The pressure point is profitability.

Gross margin slipped to 83%, largely because Melio’s payments revenue carries a much lower margin profile. We estimate Melio runs at around 35% to 45% gross margin, compared with roughly 89% for Xero’s organic business.

So this is not just a simple margin decline. It is the result of Xero integrating two very different businesses, one high-margin subscription platform and one lower-margin payments business.

The market is now pricing in a much higher risk premium. Investors buying Xero today are effectively looking through to FY28, when management expects Melio to reach breakeven.

If Melio can hit breakeven within management’s timeline, the drag on group profitability should ease. At the same time, the US opportunity is starting to build from a small base, with US revenue now reaching $330 million.

If that thesis plays out, Xero could have meaningful upside from here.

Operating Leverage Accelerating Despite M&A Investment

What we found interesting is Xero platform is demonstrating signs of improved operating leverage.

If we look at the headline operating expenses came in at 72.4% of revenue. On an organic basis, Xero’s operating expense ratio was 70.5% and is now trending lower, which shows the business is starting to scale costs more efficiently as revenue grows.

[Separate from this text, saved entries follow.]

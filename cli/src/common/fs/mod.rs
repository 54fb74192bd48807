//! # cfnkit Filesystem Utilities (`common::fs`)
//!
//! File: cli/src/common/fs/mod.rs
//!
//! ## Overview
//!
//! Filesystem helpers for the CLI. Callers import the submodule directly, e.g.
//! `crate::common::fs::io::read_file_to_string`.
//!

/// Basic file I/O operations (`ensure_dir_exists`, `read_file_to_string`, `write_string_to_file`).
pub mod io;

The gross margin compression is not the main issue for investors. As we noted earlier, this largely reflects the Melio acquisition. The 5 percentage point gross margin headwind looks structural for now and is likely to persist unless payments economics improve.

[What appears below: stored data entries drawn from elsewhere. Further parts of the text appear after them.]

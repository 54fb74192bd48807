//! # cfnkit Common Utilities (`common`)
//!
//! File: cli/src/common/mod.rs
//!
//! ## Overview
//!
//! Shared helpers used by the command handlers that are not specific to any
//! one command. Template logic itself lives in the `cfnkit` library crate; this
//! module only holds the CLI-side plumbing around it.
//!
//! - **`fs`**: reading template files and writing merged output.
//!

/// Utilities for filesystem operations (reading and writing files).
pub mod fs;
//! # cfnkit Merge Command
//!
//! File: cli/src/commands/merge.rs
//!
//! ## Overview
//!
//! Implements `cfnkit merge`, which adds every resource, mapping and output of
//! SOURCE to DESTINATION and prints the combined template.
//!
//! A logical name declared in both files is never overwritten. If any such
//! collision exists the command fails, listing all of them, and writes
//! nothing. (The partially merged document only exists in memory.)
//!
//! ## Examples
//!
//! ```bash
//! cfnkit merge lambda.json stack.json
//! cfnkit merge lambda.json stack.json -o build/stack.json --compact
//! ```
//!
use super::load_template;
use crate::common::fs::io;
use crate::core::config;
use crate::core::error::Result;
use anyhow::Context;
use cfnkit::merge_templates;
use clap::Parser;
use std::path::PathBuf;
use tracing::info;

/// Arguments for `cfnkit merge`.
#[derive(Parser, Debug)]
pub struct MergeArgs {
    /// Template whose entries are added.
    source: PathBuf,
    /// Template that receives the entries.
    destination: PathBuf,
    /// Write the merged template to this file instead of stdout.
    #[arg(short, long)]
    output: Option<PathBuf>,
    /// Emit compact JSON even if the configuration asks for pretty output.
    #[arg(long)]
    compact: bool,
}

/// Handles `cfnkit merge`.
///
/// # Errors
///
/// Fails if configuration or either template cannot be loaded, if the merge
/// finds collisions, or if the output cannot be written.
pub fn handle_merge(args: MergeArgs) -> Result<()> {
    let cfg = config::load_config().context("Failed to load cfnkit configuration")?;

    let source = load_template(&args.source)?;
    let mut destination = load_template(&args.destination)?;

    merge_templates(source, &mut destination).with_context(|| {
        format!(
            "Failed to merge '{}' into '{}'",
            args.source.display(),
            args.destination.display()
        )
    })?;

    let json = if cfg.output.pretty() && !args.compact {
        destination.to_json_pretty()?
    } else {
        destination.to_json()?
    };

    match &args.output {
        Some(path) => {
            io::write_string_to_file(path, &json)?;
            info!("Merged template written to {}", path.display());
        }
        None => println!("{json}"),
    }
    Ok(())
}

#[cfg(test)]
mod tests {
    use super::*;

    #[test]
    fn test_parses_merge_args() {
        let args =
            MergeArgs::try_parse_from(["merge", "a.json", "b.json", "-o", "out.json"]).unwrap();
        assert_eq!(args.source, PathBuf::from("a.json"));
        assert_eq!(args.destination, PathBuf::from("b.json"));
        assert_eq!(args.output, Some(PathBuf::from("out.json")));
        assert!(!args.compact);
    }

    #[test]
    fn test_merge_requires_two_templates() {
        assert!(MergeArgs::try_parse_from(["merge", "a.json"]).is_err());
    }
}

A more encouraging signal is how Xero is using AI internally. Around 83% of employees are now using AI in daily workflows, which has helped reduce engineering and development timelines from an average of six months to around 10 weeks. That is a real productivity gain if it continues to flow through the business.

Strong Top-Line Growth Across All Regions

Geographically, Australia and New Zealand remain the stable cash cows.

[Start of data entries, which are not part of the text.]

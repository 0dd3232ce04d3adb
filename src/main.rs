use std::env;
use std::process;

use chrono::{DateTime, Utc};
use log::{error, info, warn};
use simplelog::{ColorChoice, Config, LevelFilter, TermLogger, TerminalMode};

use pogo_rss::classify;
use pogo_rss::cli::{self, Args};
use pogo_rss::error::FeedError;
use pogo_rss::event::Event;
use pogo_rss::publish::{feed_path, publish, sanitize_type, Artifact};
use pogo_rss::rss::Channel;
use pogo_rss::source::EventSource;

#[tokio::main]
async fn main() {
    TermLogger::init(
        LevelFilter::Info,
        Config::default(),
        TerminalMode::Stderr,
        ColorChoice::Auto,
    )
    .ok();

    let args = cli::parse(env::args().skip(1).collect());

    // One wall-clock read per run; every filter and phrase uses this value.
    let now = Utc::now();

    if let Err(err) = run(&args, now).await {
        error!("{err}");
        process::exit(1);
    }
}

async fn run(args: &Args, now: DateTime<Utc>) -> Result<(), FeedError> {
    let source = EventSource::new(args.source_url.clone(), args.timeout)?;
    let raw_events = source.fetch().await?;
    let total = raw_events.len();

    let mut events = Vec::with_capacity(total);
    for raw in raw_events {
        match Event::from_raw(raw) {
            Ok(event) => events.push(event),
            Err(err) => warn!("dropping record: {err}"),
        }
    }

    if events.len() < total {
        warn!("kept {} of {total} records", events.len());
    }

    let groups = classify::group_by_type(&events);
    info!(
        "found event types: {}",
        groups.keys().cloned().collect::<Vec<_>>().join(", ")
    );

    let mut artifacts = Vec::new();

    for (event_type, group) in &groups {
        artifacts.push(Artifact {
            path: feed_path(&args.output_dir, &sanitize_type(event_type)),
            content: Channel {
                title: format!("Pokémon GO Events - {event_type}"),
                description: format!("All events with eventType \"{event_type}\"."),
                items: group,
            }
            .to_rss(now),
        });
    }

    let combined = classify::combined(&events);
    artifacts.push(Artifact {
        path: feed_path(&args.output_dir, "combined"),
        content: Channel {
            title: "Pokémon GO Events - Combined".to_string(),
            description: "Major events across all headline categories.".to_string(),
            items: &combined,
        }
        .to_rss(now),
    });

    let current = classify::current(&events, now);
    artifacts.push(Artifact {
        path: feed_path(&args.output_dir, "current"),
        content: Channel {
            title: "Pokémon GO Events - Current".to_string(),
            description: "Events happening right now.".to_string(),
            items: &current,
        }
        .to_rss(now),
    });

    let headline = classify::current_headline(&events, now)
        .into_iter()
        .collect::<Vec<_>>();
    artifacts.push(Artifact {
        path: feed_path(&args.output_dir, "now"),
        content: Channel {
            title: "Pokémon GO Events - Now".to_string(),
            description: "The earliest-starting event happening right now.".to_string(),
            items: &headline,
        }
        .to_rss(now),
    });

    let upcoming = classify::upcoming(&events, now);
    artifacts.push(Artifact {
        path: feed_path(&args.output_dir, "upcoming"),
        content: Channel {
            title: "Pokémon GO Events - Upcoming".to_string(),
            description: "Events that have not started yet.".to_string(),
            items: &upcoming,
        }
        .to_rss(now),
    });

    for artifact in &artifacts {
        publish(artifact)?;
    }

    info!(
        "wrote {} feeds to {}",
        artifacts.len(),
        args.output_dir.display()
    );

    Ok(())
}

Australia generated $1.1 billion in revenue, up 20%, with 165,000 net new customer additions. New Zealand revenue increased 10% to $244 million.

The bigger growth driver is now the international business, especially the US.

US revenue reached $332 million, up 240% year-on-year, additionally annual revenue per customer increased $4.24 totalling $55.44 so the US market is seeing customer volume growth aswell as revenue growth through higher revenue per customer.

That suggests the deal is already starting to add momentum, but investors need to keep the spending context in mind. Xero has committed more than 3.9 billion to build its US growth platform, so the next test is whether this acceleration can continue without dragging too heavily on group profitability.

FY27-28 Roadmap Doubling Revenue by FY28

Xero’s FY28 aspiration is to reach $4.2 billion to $4.4 billion in revenue, with Melio expected to move toward breakeven and adjusted EBITDA margins improving to around 25%.

That implies revenue roughly doubling over three years.

Management is effectively telling the market that international growth needs to accelerate meaningfully, with the US becoming a much larger part of the story.

This is now the core investment thesis.

If Xero can keep growing the core platform, scale Melio, and push the US business toward profitability, the market may start to look through the near-term margin pressure.

But execution has to be clean. The upside case depends on Xero proving that Melio is not just a lower-margin payments asset, but a growth engine that can deepen the platform, lift customer value, and eventually support stronger group earnings.

Is XERO a buy candidate

Xero can definitely be a turnaround candidate, but in the near term investors are going to focus on the profitability hit from Melio’s consolidation.

That pressure is expected. We have seen similar dynamics across other large-cap software names, including WiseTech, where acquisitions can weigh on margins before the strategic benefits show up more clearly.

The more important metric for Xero is customer quality.

Cohorted churn for customers over 180 days remains stable at 0.81%, which tells us longer-term customers are staying on the platform. That pushes back against one of the bigger market concerns, which is that AI could start taking share from traditional accounting software providers.

At least for now, the data does not support that bear case.

We still see Xero as a cautious buy. The turnaround potential is real, but execution risk remains high. Melio needs to scale without becoming a lasting drag on margins, and the US growth story needs to keep accelerating from here.